A bookworm and a rebel, as a child she read under the sheets with a torch when she was supposed to be asleep.
Pam completed a BA at UCT majoring in French & English at the age of 19. Writing occasional poems. B.A. Honours at Rhodes University with Professor Guy Butler followed by a Masters degree in English at UCT when she had her first experience of writing a thesis or book. Then she completed a doctorate with thesis on Aldous Huxley at Wits University where she lectured for 5 years from the ripe old age of 22!
From early on hooked on art and artists – able to recognize from childhood famous artists and their work – Van Gogh’s “Starry Night”, Vermeer’s “Girl with a Pearl Earring” etc. So not surprising that her husband was an artist and sculptor who came to South Africa from Germany in the mid 1960’s and supposedly from a family of mixed Catholic and Jewish roots which heritage was suppressed during World War 11 for the obvious reasons of survival.

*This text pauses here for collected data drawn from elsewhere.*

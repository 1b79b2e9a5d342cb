//! Schema invariant checks run at load time.

use regex::Regex;

use super::model::{CURRENT_SCHEMA_VERSION, Workflow};

const ALLOWED_SHELLS: &[&str] = &["", "bash", "zsh", "sh", "pwsh"];

#[derive(Debug, Clone, PartialEq, Eq)]
pub enum ValidationError {
    UnsupportedSchemaVersion(u32),
    EmptyTitle,
    InvalidPlaceholderName(String),
    InvalidValidateRegex { placeholder: String, reason: String },
    EmptyStepCommand { step_index: usize },
    UnsupportedShell { step_index: usize, shell: String },
}

impl std::fmt::Display for ValidationError {
    fn fmt(&self, f: &mut std::fmt::Formatter<'_>) -> std::fmt::Result {
        match self {
            ValidationError::UnsupportedSchemaVersion(v) => {
                write!(f, "unsupported schema_version {v}, expected {CURRENT_SCHEMA_VERSION}")
            }
            ValidationError::EmptyTitle => write!(f, "title must not be empty"),
            ValidationError::InvalidPlaceholderName(name) => {
                write!(f, "placeholder name \"{name}\" is not a valid identifier")
            }
            ValidationError::InvalidValidateRegex { placeholder, reason } => {
                write!(f, "placeholder \"{placeholder}\" validate regex failed to compile: {reason}")
            }
            ValidationError::EmptyStepCommand { step_index } => {
                write!(f, "step {step_index} has an empty command")
            }
            ValidationError::UnsupportedShell { step_index, shell } => {
                write!(f, "step {step_index} uses unsupported shell \"{shell}\"")
            }
        }
    }
}

impl std::error::Error for ValidationError {}

fn is_valid_placeholder_name(name: &str) -> bool {
    let mut chars = name.chars();
    match chars.next() {
        Some(c) if c.is_ascii_alphabetic() || c == '_' => {}
        _ => return false,
    }
    chars.all(|c| c.is_ascii_alphanumeric() || c == '_' || c == '-')
}

/// Enforce: schema_version == 1, non-empty title, placeholder names match
/// the identifier regex, validate regexes compile, step commands are
/// non-empty, shell is one of the allowed set. Returns every violation
/// found rather than stopping at the first.
pub fn validate(workflow: &Workflow) -> Vec<ValidationError> {
    let mut errors = Vec::new();

    if workflow.schema_version != CURRENT_SCHEMA_VERSION {
        errors.push(ValidationError::UnsupportedSchemaVersion(workflow.schema_version));
    }

    if workflow.title.trim().is_empty() {
        errors.push(ValidationError::EmptyTitle);
    }

    for (name, placeholder) in &workflow.placeholders {
        if !is_valid_placeholder_name(name) {
            errors.push(ValidationError::InvalidPlaceholderName(name.clone()));
        }
        if !placeholder.validate.is_empty() {
            if let Err(e) = Regex::new(&placeholder.validate) {
                errors.push(ValidationError::InvalidValidateRegex {
                    placeholder: name.clone(),
                    reason: e.to_string(),
                });
            }
        }
    }

    for (index, step) in workflow.steps.iter().enumerate() {
        if step.command.trim().is_empty() {
            errors.push(ValidationError::EmptyStepCommand { step_index: index });
        }
        if !ALLOWED_SHELLS.contains(&step.shell.as_str()) {
            errors.push(ValidationError::UnsupportedShell {
                step_index: index,
                shell: step.shell.clone(),
            });
        }
    }

    errors
}

/// Compile every declared `validate` regex; references to undefined
/// placeholders are warnings, not failures, so this returns warning
/// strings separately from hard [`ValidationError`]s.
pub fn undefined_placeholder_warnings(workflow: &Workflow, referenced: &[String]) -> Vec<String> {
    referenced
        .iter()
        .filter(|name| !workflow.placeholders.contains_key(*name))
        .map(|name| format!("placeholder <{name}> is used but not declared"))
        .collect()
}

#[cfg(test)]
mod tests {
    use super::*;
    use crate::workflow::model::{Placeholder, Step};
    use indexmap::IndexMap;

    #[test]
    fn valid_workflow_has_no_errors() {
        let workflow = Workflow {
            steps: vec![Step {
                command: "echo hi".into(),
                ..Default::default()
            }],
            ..Workflow::new("Restart Service Safely")
        };
        assert!(validate(&workflow).is_empty());
    }

    #[test]
    fn rejects_empty_title_and_bad_schema_version() {
        let mut workflow = Workflow::new("");
        workflow.schema_version = 2;
        let errors = validate(&workflow);
        assert!(errors.contains(&ValidationError::EmptyTitle));
        assert!(errors.contains(&ValidationError::UnsupportedSchemaVersion(2)));
    }

    #[test]
    fn rejects_invalid_placeholder_name_and_bad_regex() {
        let mut placeholders = IndexMap::new();
        placeholders.insert(
            "2bad".to_string(),
            Placeholder::default(),
        );
        placeholders.insert(
            "ns".to_string(),
            Placeholder {
                validate: "(".into(),
                ..Default::default()
            },
        );
        let workflow = Workflow {
            placeholders,
            ..Workflow::new("t")
        };
        let errors = validate(&workflow);
        assert!(errors
            .iter()
            .any(|e| matches!(e, ValidationError::InvalidPlaceholderName(n) if n == "2bad")));
        assert!(errors
            .iter()
            .any(|e| matches!(e, ValidationError::InvalidValidateRegex { placeholder, .. } if placeholder == "ns")));
    }

    #[test]
    fn rejects_empty_step_command_and_bad_shell() {
        let workflow = Workflow {
            steps: vec![Step {
                command: "".into(),
                shell: "fish".into(),
                ..Default::default()
            }],
            ..Workflow::new("t")
        };
        let errors = validate(&workflow);
        assert!(errors
            .iter()
            .any(|e| matches!(e, ValidationError::EmptyStepCommand { step_index: 0 })));
        assert!(errors
            .iter()
            .any(|e| matches!(e, ValidationError::UnsupportedShell { step_index: 0, .. })));
    }
}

With little time for creative writing once embarked on the fine art business, she wrote a series of 11 short volumes of poetry over a period of 11 years. It was only once she retired from the art business at the beginning of 2008, that she could concentrate on writing longer and researched works, beginning with the novel “The Pink Slippers”, inspired by a true story of a nun who left the church, followed by “It’s a Red Moon and Green Man” set in the old German South West Africa, the main character based to an extent on her husband who died tragically of lung cancer at the age of 53.